Security Advisories (1)
CVE-2025-40925 (2025-09-20)

Starch versions 0.14 and earlier generate session ids insecurely. The default session id generator returns a SHA-1 hash seeded with a counter, the epoch time, the built-in rand function, the PID, and internal Perl reference addresses. The PID will come from a small set of numbers, and the epoch time may be guessed, if it is not leaked from the HTTP Date header. The built-in rand function is unsuitable for cryptographic usage. Predicable session ids could allow an attacker to gain access to systems.

NAME

Starch::Util - Utility functions used internally by Starch.

FUNCTIONS

load_prefixed_module

# These both return "Foo::Bar".
my $module = load_prefixed_module( 'Foo', '::Bar' );
my $module = load_prefixed_module( 'Foo', 'Foo::Bar' );

Takes a prefix to be appended to a relative package name and a relative or absolute package name. It then resolves the relative package name to an absolute one, loads it, and returns the absolute name.

apply_method_proxies

Given a data structures (array ref or hash ref) this will recursively find all method proxies, call them, and insert the return value back into the data structure.

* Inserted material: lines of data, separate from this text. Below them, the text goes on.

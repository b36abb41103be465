//! Event Detector
//!
//! Correlates data from two asynchronous streams:
//! - inertial/GPS sensor samples carrying a boolean trigger flag
//! - per-frame vision detections (road damage, traffic congestion)
//!
//! A rising edge of the trigger flag opens a fixed-duration window over
//! which both streams are aggregated into one window summary.

mod keys;
mod stats;
mod types;
mod window;

pub use keys::{classify_key, KeyKind};
pub use stats::{max_abs, mean, sample_std_dev, span};
pub use types::{
    CongestionDetection, DamageDetection, Detection, DetectionPayload, DetectionRecord,
    SensorKind, SensorSample,
};
pub use window::{
    detect_windows, TrafficLevel, WindowConfig, WindowSummary, TRAFFIC_DENSITY_GAIN,
};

This creates a new data structure and does not modify the original.

call_method_proxy

my @ret = call_method_proxy(
    [
        '&proxy'
        'Some::Package',
        'some_method',
        @args,
    ],
);

Is the same as:

require Some::Package;
my @ret = Some::Package->some_method( @args );

Method proxies are defined in more detail at "METHOD PROXIES" in Starch.

is_method_proxy

is_method_proxy( [ 'Foo', 'bar' ] ); # false
is_method_proxy( [ '&proxy', 'Foo', 'bar' ] ); # true

Returns true if the passed value is an array ref where the first value is &proxy.

AUTHORS AND LICENSE

See "AUTHOR" in Starch, "CONTRIBUTORS" in Starch, and "LICENSE" in Starch.